(Information begins)
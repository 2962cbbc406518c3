//! Types for the energy cost tracker

use chrono::{DateTime, Utc};
use serde::{Deserialize, Serialize};
use std::collections::HashMap;
use std::fmt;
use uuid::Uuid;

use crate::constants::{
    DEFAULT_ELECTRICITY_RATE, DEFAULT_ELECTRICITY_STANDING_CHARGE, DEFAULT_GAS_RATE,
    DEFAULT_GAS_STANDING_CHARGE,
};

/// Utility resources reported by the upstream meter feed
#[derive(Debug, Clone, Copy, PartialEq, Eq, Hash, Serialize, Deserialize)]
#[serde(rename_all = "lowercase")]
pub enum ResourceKind {
    /// Mains electricity consumption
    Electricity,
    /// Mains gas consumption
    Gas,
}

impl ResourceKind {
    /// Get the upstream classifier for this resource kind
    pub fn classifier(&self) -> &'static str {
        match self {
            ResourceKind::Electricity => "electricity.consumption",
            ResourceKind::Gas => "gas.consumption",
        }
    }

    /// Resolve an upstream classifier back to a resource kind
    pub fn from_classifier(classifier: &str) -> Option<Self> {
        match classifier {
            "electricity.consumption" => Some(ResourceKind::Electricity),
            "gas.consumption" => Some(ResourceKind::Gas),
            _ => None,
        }
    }

    /// Get all resource kinds the tracker polls
    pub fn all() -> &'static [ResourceKind] {
        &[ResourceKind::Electricity, ResourceKind::Gas]
    }
}

impl fmt::Display for ResourceKind {
    fn fmt(&self, f: &mut fmt::Formatter<'_>) -> fmt::Result {
        match self {
            ResourceKind::Electricity => write!(f, "electricity"),
            ResourceKind::Gas => write!(f, "gas"),
        }
    }
}

/// Account credentials for the upstream API
///
/// The `Debug` representation redacts the password; neither field is logged
/// anywhere in the crate.
#[derive(Clone, Serialize, Deserialize)]
pub struct Credentials {
    /// Account email
    pub email: String,
    /// Account password
    pub password: String,
}

impl fmt::Debug for Credentials {
    fn fmt(&self, f: &mut fmt::Formatter<'_>) -> fmt::Result {
        f.debug_struct("Credentials")
            .field("email", &self.email)
            .field("password", &"<redacted>")
            .finish()
    }
}

/// Tariff numbers used to turn usage into daily cost, in GBP
#[derive(Debug, Clone, Copy, Serialize, Deserialize)]
pub struct TariffConfig {
    /// Electricity unit rate (GBP per kWh)
    pub electricity_rate: f64,
    /// Electricity standing charge (GBP per day)
    pub electricity_standing_charge: f64,
    /// Gas unit rate (GBP per kWh)
    pub gas_rate: f64,
    /// Gas standing charge (GBP per day)
    pub gas_standing_charge: f64,
}

impl Default for TariffConfig {
    fn default() -> Self {
        Self {
            electricity_rate: DEFAULT_ELECTRICITY_RATE,
            electricity_standing_charge: DEFAULT_ELECTRICITY_STANDING_CHARGE,
            gas_rate: DEFAULT_GAS_RATE,
            gas_standing_charge: DEFAULT_GAS_STANDING_CHARGE,
        }
    }
}

/// Inbound configuration object: one credential set plus the tariff.
///
/// Replaceable at any time via
/// [`EnergyCostTracker::update_config`](crate::tracker::EnergyCostTracker::update_config);
/// the next poll cycle picks up the new values.
#[derive(Debug, Clone, Serialize, Deserialize)]
pub struct MeterConfig {
    /// Upstream account credentials
    pub credentials: Credentials,
    /// Tariff numbers for cost derivation
    pub tariff: TariffConfig,
}

/// A bearer token with its server-declared expiry
#[derive(Debug, Clone)]
pub struct AuthToken {
    /// Opaque bearer token
    pub token: String,
    /// Expiry as declared by the upstream (the session applies a skew margin)
    pub expires_at: DateTime<Utc>,
}

/// A single usage reading as reported upstream
///
/// Immutable once fetched; one live instance exists per resource kind,
/// replaced wholesale on every successful fetch.
#[derive(Debug, Clone, Serialize, Deserialize)]
pub struct MeterReading {
    /// The resource this reading belongs to
    pub kind: ResourceKind,
    /// Usage in kilowatt-hours, non-negative
    pub usage_kwh: f64,
    /// When the upstream recorded the reading
    pub timestamp: DateTime<Utc>,
}

/// An upstream meter resource discovered for the account
#[derive(Debug, Clone, Serialize, Deserialize)]
pub struct DiscoveredResource {
    /// Upstream resource id
    pub resource_id: String,
    /// Human-readable name reported by the upstream
    pub name: String,
}

/// The eight named values published for observers
#[derive(Debug, Clone, Copy, PartialEq, Eq, Hash, Serialize, Deserialize)]
#[serde(rename_all = "snake_case")]
pub enum MeterValue {
    /// Latest available electricity usage (kWh)
    ElectricityUsage,
    /// Latest available gas usage (kWh)
    GasUsage,
    /// Electricity daily cost (GBP)
    ElectricityCost,
    /// Gas daily cost (GBP)
    GasCost,
    /// Combined daily cost across both fuels (GBP)
    TotalCost,
    /// Configured electricity standing charge (GBP per day)
    ElectricityStandingCharge,
    /// Configured gas standing charge (GBP per day)
    GasStandingCharge,
    /// Combined standing charges (GBP per day)
    TotalStandingCharges,
}

impl MeterValue {
    /// Get the stable name of this value
    pub fn name(&self) -> &'static str {
        match self {
            MeterValue::ElectricityUsage => "electricity_usage",
            MeterValue::GasUsage => "gas_usage",
            MeterValue::ElectricityCost => "electricity_cost",
            MeterValue::GasCost => "gas_cost",
            MeterValue::TotalCost => "total_cost",
            MeterValue::ElectricityStandingCharge => "electricity_standing_charge",
            MeterValue::GasStandingCharge => "gas_standing_charge",
            MeterValue::TotalStandingCharges => "total_standing_charges",
        }
    }

    /// Get all eight published values
    pub fn all() -> &'static [MeterValue] {
        &[
            MeterValue::ElectricityUsage,
            MeterValue::GasUsage,
            MeterValue::ElectricityCost,
            MeterValue::GasCost,
            MeterValue::TotalCost,
            MeterValue::ElectricityStandingCharge,
            MeterValue::GasStandingCharge,
            MeterValue::TotalStandingCharges,
        ]
    }
}

/// One published value with its availability and freshness
#[derive(Debug, Clone, Copy, Serialize, Deserialize)]
pub struct ValueEntry {
    /// The value, already rounded to display precision
    pub value: f64,
    /// False when the value cannot currently be served
    pub available: bool,
    /// True when the value was retained across a failed refresh
    pub stale: bool,
    /// When the entry was last written
    pub last_updated: DateTime<Utc>,
}

impl ValueEntry {
    /// Creates a fresh, available entry
    pub fn fresh(value: f64, at: DateTime<Utc>) -> Self {
        Self {
            value,
            available: true,
            stale: false,
            last_updated: at,
        }
    }

    /// Creates an unavailable placeholder entry
    pub fn unavailable(at: DateTime<Utc>) -> Self {
        Self {
            value: 0.0,
            available: false,
            stale: false,
            last_updated: at,
        }
    }
}

/// A consistent view of all published values
///
/// Produced and replaced as a whole; observers never see a mix of old and
/// new entries.
#[derive(Debug, Clone, Serialize, Deserialize)]
pub struct ValueSnapshot {
    /// The published entries, one per [`MeterValue`] once the first cycle ran
    pub entries: HashMap<MeterValue, ValueEntry>,
    /// When the snapshot was last published, if ever
    pub published_at: Option<DateTime<Utc>>,
}

impl ValueSnapshot {
    /// Creates the empty pre-first-cycle snapshot
    pub fn empty() -> Self {
        Self {
            entries: HashMap::new(),
            published_at: None,
        }
    }

    /// Looks up one entry
    pub fn get(&self, value: MeterValue) -> Option<&ValueEntry> {
        self.entries.get(&value)
    }
}

/// Terminal result of one poll cycle
#[derive(Debug, Clone, Copy, PartialEq, Eq)]
pub enum CycleOutcome {
    /// The snapshot was replaced
    Published,
    /// The cycle failed; the previous snapshot was retained or flagged
    Failed,
    /// Another cycle was in flight; nothing ran
    Skipped,
}

/// Events broadcast to observers after each cycle
#[derive(Debug, Clone, Serialize, Deserialize)]
#[serde(tag = "type", rename_all = "SCREAMING_SNAKE_CASE")]
pub enum MeterEvent {
    /// A cycle completed and the snapshot was replaced
    ValuesPublished {
        id: Uuid,
        /// Combined daily cost, absent when neither fuel was available
        total_cost: Option<f64>,
        timestamp: DateTime<Utc>,
    },

    /// A cycle exhausted its retries; the previous values were retained
    CycleFailed {
        id: Uuid,
        reason: String,
        timestamp: DateTime<Utc>,
    },

    /// Credentials were rejected; values are unavailable until reconfigured
    ValuesUnavailable {
        id: Uuid,
        reason: String,
        timestamp: DateTime<Utc>,
    },
}

impl MeterEvent {
    /// Get the event ID
    pub fn id(&self) -> Uuid {
        match self {
            MeterEvent::ValuesPublished { id, .. } => *id,
            MeterEvent::CycleFailed { id, .. } => *id,
            MeterEvent::ValuesUnavailable { id, .. } => *id,
        }
    }

    /// Get the event type as string
    pub fn event_type(&self) -> &'static str {
        match self {
            MeterEvent::ValuesPublished { .. } => "VALUES_PUBLISHED",
            MeterEvent::CycleFailed { .. } => "CYCLE_FAILED",
            MeterEvent::ValuesUnavailable { .. } => "VALUES_UNAVAILABLE",
        }
    }
}

impl fmt::Display for MeterEvent {
    fn fmt(&self, f: &mut fmt::Formatter<'_>) -> fmt::Result {
        match self {
            MeterEvent::ValuesPublished { total_cost, .. } => match total_cost {
                Some(cost) => write!(f, "Values published: total daily cost £{cost:.2}"),
                None => write!(f, "Values published: no fuel available"),
            },
            MeterEvent::CycleFailed { reason, .. } => {
                write!(f, "Refresh cycle failed: {reason}")
            }
            MeterEvent::ValuesUnavailable { reason, .. } => {
                write!(f, "Values unavailable: {reason}")
            }
        }
    }
}

/// Overall tracker health status
#[derive(Debug, Clone, Serialize, Deserialize)]
pub enum HealthStatus {
    /// All published values are available and fresh
    Healthy,
    /// Some values are stale or unavailable but the tracker is functional
    Degraded,
    /// No values can currently be served
    Unhealthy,
}

/// Component health information
#[derive(Debug, Clone, Serialize, Deserialize)]
pub struct ComponentHealth {
    /// Component name
    pub name: String,
    /// Component status
    pub status: HealthStatus,
    /// Optional status message
    pub message: Option<String>,
    /// Component-specific details
    pub details: HashMap<String, serde_json::Value>,
    /// Last checked timestamp
    pub last_checked: DateTime<Utc>,
}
(Information ends)
One figure is all that is needed: the number of lines above in which the word "email" appears.

3